Throughout the listing below, show every line in which "choices" occurs.

»»

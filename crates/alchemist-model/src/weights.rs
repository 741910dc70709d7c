//! Prioritization weights exported alongside the rules.

use std::fmt;
use std::str::FromStr;

use serde::{Deserialize, Serialize};

use crate::error::{ModelError, Result};

/// Upper bound for every weight slider.
pub const MAX_WEIGHT: u8 = 10;

/// Relative importance of scheduling objectives, each in `0..=10`.
#[derive(Debug, Clone, Copy, PartialEq, Eq, Serialize, Deserialize)]
pub struct PrioritizationWeights {
    pub priority: u8,
    pub fairness: u8,
    pub load: u8,
}

impl Default for PrioritizationWeights {
    fn default() -> Self {
        Self {
            priority: 5,
            fairness: 5,
            load: 5,
        }
    }
}

impl PrioritizationWeights {
    pub fn new(priority: u8, fairness: u8, load: u8) -> Result<Self> {
        let weights = Self {
            priority,
            fairness,
            load,
        };
        weights.validate()?;
        Ok(weights)
    }

    pub fn validate(&self) -> Result<()> {
        for (name, value) in [
            ("priority", self.priority),
            ("fairness", self.fairness),
            ("load", self.load),
        ] {
            if value > MAX_WEIGHT {
                return Err(ModelError::WeightOutOfRange { name, value });
            }
        }
        Ok(())
    }

    #[must_use]
    pub fn with_priority(mut self, value: u8) -> Self {
        self.priority = value;
        self
    }

    #[must_use]
    pub fn with_fairness(mut self, value: u8) -> Self {
        self.fairness = value;
        self
    }

    #[must_use]
    pub fn with_load(mut self, value: u8) -> Self {
        self.load = value;
        self
    }
}

/// Named weight configurations.
#[derive(Debug, Clone, Copy, PartialEq, Eq, Hash)]
pub enum WeightPreset {
    MaximizeFulfillment,
    FairDistribution,
    MinimizeWorkload,
}

impl WeightPreset {
    pub fn weights(&self) -> PrioritizationWeights {
        match self {
            WeightPreset::MaximizeFulfillment => PrioritizationWeights {
                priority: 10,
                fairness: 2,
                load: 1,
            },
            WeightPreset::FairDistribution => PrioritizationWeights {
                priority: 5,
                fairness: 10,
                load: 5,
            },
            WeightPreset::MinimizeWorkload => PrioritizationWeights {
                priority: 2,
                fairness: 2,
                load: 10,
            },
        }
    }

    pub fn as_str(&self) -> &'static str {
        match self {
            WeightPreset::MaximizeFulfillment => "maximize-fulfillment",
            WeightPreset::FairDistribution => "fair-distribution",
            WeightPreset::MinimizeWorkload => "minimize-workload",
        }
    }
}

impl fmt::Display for WeightPreset {
    fn fmt(&self, f: &mut fmt::Formatter<'_>) -> fmt::Result {
        f.write_str(self.as_str())
    }
}

impl FromStr for WeightPreset {
    type Err = ModelError;

    fn from_str(s: &str) -> std::result::Result<Self, Self::Err> {
        match s.trim().to_lowercase().replace('_', "-").as_str() {
            "maximize-fulfillment" | "fulfillment" => Ok(WeightPreset::MaximizeFulfillment),
            "fair-distribution" | "fair" => Ok(WeightPreset::FairDistribution),
            "minimize-workload" | "load" => Ok(WeightPreset::MinimizeWorkload),
            _ => Err(ModelError::UnknownPreset(s.to_string())),
        }
    }
}
//! Heuristic rule suggestions.

use std::collections::HashMap;

use alchemist_model::records::split_list;
use alchemist_model::{Rule, Table};
use tracing::debug;

/// A task must be requested by more than this many clients to qualify.
const MIN_REQUEST_COUNT: usize = 2;
/// Maximum number of tasks grouped into one suggested rule.
const MAX_GROUP_SIZE: usize = 3;

/// Suggests a co-run group for the tasks clients request most often.
///
/// Tasks requested more than twice qualify, in first-seen order. With at
/// least two qualifying tasks one `coRun` rule over the first three is
/// suggested; otherwise nothing. Suggestions are unvalidated and must go
/// through the workbook like any other rule.
pub fn suggest_rules_from_clients(clients: &Table) -> Vec<Rule> {
    let mut order: Vec<String> = Vec::new();
    let mut counts: HashMap<String, usize> = HashMap::new();

    for row in &clients.rows {
        let Some(raw) = row.text("RequestedTaskIDs") else {
            continue;
        };
        for id in split_list(&raw).into_iter().filter(|id| !id.is_empty()) {
            let count = counts.entry(id.clone()).or_insert(0);
            if *count == 0 {
                order.push(id);
            }
            *count += 1;
        }
    }

    let frequent: Vec<String> = order
        .into_iter()
        .filter(|id| counts.get(id).is_some_and(|count| *count > MIN_REQUEST_COUNT))
        .collect();
    debug!(
        distinct_tasks = counts.len(),
        frequent_tasks = frequent.len(),
        "scanned client requests"
    );

    if frequent.len() < 2 {
        return Vec::new();
    }
    vec![Rule::co_run(frequent.into_iter().take(MAX_GROUP_SIZE))]
}
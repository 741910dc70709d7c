//! Tests for cross-reference validation.

use alchemist_model::{Datasets, Entity, Row, Table};
use alchemist_validate::validate_datasets;

fn datasets(clients: Vec<Row>, workers: Vec<Row>, tasks: Vec<Row>) -> Datasets {
    let mut datasets = Datasets::new();
    datasets.replace(Table::from_rows(Entity::Clients, clients));
    datasets.replace(Table::from_rows(Entity::Workers, workers));
    datasets.replace(Table::from_rows(Entity::Tasks, tasks));
    datasets
}

#[test]
fn unknown_task_reference_is_reported_once() {
    let datasets = datasets(
        vec![
            Row::from_pairs([("ClientID", "C1"), ("RequestedTaskIDs", "T1")]),
            Row::from_pairs([("ClientID", "C2"), ("RequestedTaskIDs", "T1, T9")]),
        ],
        vec![],
        vec![Row::from_pairs([("TaskID", "T1")])],
    );
    let result = validate_datasets(datasets.complete().expect("complete"));

    assert_eq!(result.unknown_task_refs, 1);
    assert_eq!(result.total_issues(), 1);
    let error = &result.errors[0];
    assert_eq!(error.entity, Entity::Clients);
    assert_eq!(error.row, Some(1));
    assert_eq!(error.field, "RequestedTaskIDs");
    assert_eq!(error.message, "Unknown task ID: T9");
}

#[test]
fn repeated_unknown_id_in_one_row_is_reported_once() {
    let datasets = datasets(
        vec![Row::from_pairs([("ClientID", "C1"), ("RequestedTaskIDs", "T9,T9, ,T8")])],
        vec![],
        vec![Row::from_pairs([("TaskID", "T1")])],
    );
    let result = validate_datasets(datasets.complete().expect("complete"));
    let messages: Vec<&str> = result.errors.iter().map(|error| error.message.as_str()).collect();
    assert_eq!(messages, vec!["Unknown task ID: T9", "Unknown task ID: T8"]);
}

#[test]
fn uncovered_skill_is_reported_on_task_row() {
    let datasets = datasets(
        vec![],
        vec![Row::from_pairs([("WorkerID", "W1"), ("Skills", "[\"soldering\"]")])],
        vec![Row::from_pairs([("TaskID", "T1"), ("RequiredSkills", "[\"welding\"]")])],
    );
    let result = validate_datasets(datasets.complete().expect("complete"));

    assert_eq!(result.uncovered_skills, 1);
    let errors: Vec<_> = result.errors_for(Entity::Tasks).collect();
    assert_eq!(errors.len(), 1);
    assert_eq!(errors[0].row, Some(0));
    assert_eq!(errors[0].field, "RequiredSkills");
    assert_eq!(errors[0].message, "No worker has skill 'welding'");
}

#[test]
fn malformed_skill_lists_count_as_empty() {
    let datasets = datasets(
        vec![],
        vec![
            Row::from_pairs([("WorkerID", "W1"), ("Skills", "welding")]),
            Row::from_pairs([("WorkerID", "W2"), ("Skills", "[\"cutting\"]")]),
        ],
        vec![
            Row::from_pairs([("TaskID", "T1"), ("RequiredSkills", "[\"cutting\"]")]),
            Row::from_pairs([("TaskID", "T2"), ("RequiredSkills", "{oops")]),
        ],
    );
    let result = validate_datasets(datasets.complete().expect("complete"));
    assert!(!result.has_issues());
}
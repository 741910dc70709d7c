//! CLI argument definitions for Data Alchemist.

use std::path::PathBuf;

use alchemist_model::{Entity, WeightPreset};
use clap::{Parser, Subcommand, ValueEnum};
use clap_verbosity_flag::{Verbosity, WarnLevel};
use colorchoice_clap::Color;

#[derive(Parser)]
#[command(
    name = "data-alchemist",
    version,
    about = "Data Alchemist - Validate client, worker and task spreadsheets",
    long_about = "Validate client, worker and task CSV files, check co-run rules for\n\
                  contradictions, and export cleaned data with a rules configuration."
)]
pub struct Cli {
    #[command(subcommand)]
    pub command: Command,

    /// Adjust log verbosity (-v for info, -vv for debug, -q for errors only).
    #[command(flatten)]
    pub verbosity: Verbosity<WarnLevel>,

    /// Control ANSI color output (auto, always, never).
    #[command(flatten)]
    pub color: Color,

    /// Explicit log level (overrides -v/-q flags).
    #[arg(long = "log-level", value_enum, global = true)]
    pub log_level: Option<LogLevelArg>,

    /// Log output format (pretty for human, json for machine parsing).
    #[arg(
        long = "log-format",
        value_enum,
        default_value = "pretty",
        global = true
    )]
    pub log_format: LogFormatArg,

    /// Write logs to a file instead of stderr.
    #[arg(long = "log-file", value_name = "PATH", global = true)]
    pub log_file: Option<PathBuf>,
}

#[derive(Subcommand)]
pub enum Command {
    /// Validate tables (and optionally a rule file) and print a summary.
    Validate(ValidateArgs),

    /// Check a rule file against loaded data.
    Rules(RulesArgs),

    /// Suggest co-run rules from client task requests.
    Suggest(SuggestArgs),

    /// Print the rows of a table matching a filter query.
    Filter(FilterArgs),

    /// Write cleaned CSVs, rules.json and validation_errors.json.
    Export(ExportArgs),
}

#[derive(Parser)]
pub struct ValidateArgs {
    /// Data folders or individual CSV files.
    #[arg(value_name = "INPUT", required = true, num_args = 1..)]
    pub inputs: Vec<PathBuf>,

    /// Rules file to check alongside the data.
    #[arg(long = "rules", value_name = "PATH")]
    pub rules: Option<PathBuf>,

    /// Write the validation errors as JSON.
    #[arg(long = "errors-out", value_name = "PATH")]
    pub errors_out: Option<PathBuf>,

    /// Write a validation report with per-entity counts.
    #[arg(long = "report", value_name = "PATH")]
    pub report: Option<PathBuf>,
}

#[derive(Parser)]
pub struct RulesArgs {
    /// Rules file (JSON array of rules, optionally ending with weights).
    #[arg(value_name = "RULES")]
    pub rules_file: PathBuf,

    /// Data folder whose task table the rules refer to.
    #[arg(long = "data", value_name = "DIR")]
    pub data: PathBuf,
}

#[derive(Parser)]
pub struct SuggestArgs {
    /// Data folder or clients CSV file.
    #[arg(value_name = "INPUT")]
    pub input: PathBuf,
}

#[derive(Parser)]
pub struct FilterArgs {
    /// CSV file to filter.
    #[arg(value_name = "FILE")]
    pub file: PathBuf,

    /// Query such as "PriorityLevel > 3 AND GroupTag = A".
    #[arg(value_name = "QUERY")]
    pub query: String,

    /// Entity of the file when its name does not say.
    #[arg(long = "entity", value_enum)]
    pub entity: Option<EntityArg>,
}

#[derive(Parser)]
pub struct ExportArgs {
    /// Data folders or individual CSV files.
    #[arg(value_name = "INPUT", required = true, num_args = 1..)]
    pub inputs: Vec<PathBuf>,

    /// Output directory for the exported files.
    #[arg(long = "output-dir", value_name = "DIR")]
    pub output_dir: PathBuf,

    /// Rules file to include in rules.json.
    #[arg(long = "rules", value_name = "PATH")]
    pub rules: Option<PathBuf>,

    /// Weight preset (overrides weights from the rules file).
    #[arg(long = "preset", value_enum)]
    pub preset: Option<PresetArg>,

    /// Priority weight (0-10).
    #[arg(long = "priority", value_parser = clap::value_parser!(u8).range(0..=10))]
    pub priority: Option<u8>,

    /// Fairness weight (0-10).
    #[arg(long = "fairness", value_parser = clap::value_parser!(u8).range(0..=10))]
    pub fairness: Option<u8>,

    /// Load weight (0-10).
    #[arg(long = "load", value_parser = clap::value_parser!(u8).range(0..=10))]
    pub load: Option<u8>,
}

#[derive(Clone, Copy, ValueEnum)]
pub enum EntityArg {
    Clients,
    Workers,
    Tasks,
}

impl From<EntityArg> for Entity {
    fn from(value: EntityArg) -> Self {
        match value {
            EntityArg::Clients => Entity::Clients,
            EntityArg::Workers => Entity::Workers,
            EntityArg::Tasks => Entity::Tasks,
        }
    }
}

#[derive(Clone, Copy, ValueEnum)]
pub enum PresetArg {
    MaximizeFulfillment,
    FairDistribution,
    MinimizeWorkload,
}

impl From<PresetArg> for WeightPreset {
    fn from(value: PresetArg) -> Self {
        match value {
            PresetArg::MaximizeFulfillment => WeightPreset::MaximizeFulfillment,
            PresetArg::FairDistribution => WeightPreset::FairDistribution,
            PresetArg::MinimizeWorkload => WeightPreset::MinimizeWorkload,
        }
    }
}

/// CLI log level choices.
#[derive(Clone, Copy, ValueEnum)]
pub enum LogLevelArg {
    Error,
    Warn,
    Info,
    Debug,
    Trace,
}

/// CLI log format choices.
#[derive(Clone, Copy, ValueEnum)]
pub enum LogFormatArg {
    Pretty,
    Compact,
    Json,
}
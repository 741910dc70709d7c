//! Workbook errors.

use alchemist_model::{Entity, Rule};
use thiserror::Error;

/// Operations the workbook refuses to perform.
#[derive(Debug, Error)]
pub enum WorkbookError {
    /// The rule failed the shape check and was not added.
    #[error("rule {rule} rejected: {message}")]
    RuleRejected { rule: Box<Rule>, message: String },

    /// Only client, worker and task tables can be loaded.
    #[error("{entity} is not a table entity")]
    NotATable { entity: Entity },
}

impl WorkbookError {
    /// The shape message for a rejected rule.
    pub fn rejection_message(&self) -> Option<&str> {
        match self {
            WorkbookError::RuleRejected { message, .. } => Some(message),
            WorkbookError::NotATable { .. } => None,
        }
    }
}

pub type Result<T> = std::result::Result<T, WorkbookError>;
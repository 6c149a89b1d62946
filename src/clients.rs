//! Host client selection.
//!
//! An app's installed/configured status is only meaningful relative to one
//! host client's configuration file, so the active client is part of the
//! store state and switching it invalidates the status cache.

use serde::{Deserialize, Serialize};

/// The closed set of supported host clients.
#[derive(Debug, Clone, Copy, Default, PartialEq, Eq, Hash, Serialize, Deserialize)]
pub enum ClientType {
    #[default]
    Claude,
    Cursor,
    Windsurf,
}

impl ClientType {
    pub fn as_str(&self) -> &'static str {
        match self {
            ClientType::Claude => "Claude",
            ClientType::Cursor => "Cursor",
            ClientType::Windsurf => "Windsurf",
        }
    }

    pub fn from_str(s: &str) -> Option<Self> {
        match s {
            "Claude" => Some(ClientType::Claude),
            "Cursor" => Some(ClientType::Cursor),
            "Windsurf" => Some(ClientType::Windsurf),
            _ => None,
        }
    }

    pub fn all() -> Vec<ClientType> {
        vec![ClientType::Claude, ClientType::Cursor, ClientType::Windsurf]
    }
}

impl std::fmt::Display for ClientType {
    fn fmt(&self, f: &mut std::fmt::Formatter<'_>) -> std::fmt::Result {
        f.write_str(self.as_str())
    }
}

#[cfg(test)]
mod tests {
    use super::*;

    #[test]
    fn round_trips_through_str() {
        for client in ClientType::all() {
            assert_eq!(ClientType::from_str(client.as_str()), Some(client));
        }
    }

    #[test]
    fn unknown_name_is_rejected() {
        assert_eq!(ClientType::from_str("Zed"), None);
    }

    #[test]
    fn default_is_claude() {
        assert_eq!(ClientType::default(), ClientType::Claude);
    }
}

««

* Worked solution *
/// CLI log level choices.
/// CLI log format choices.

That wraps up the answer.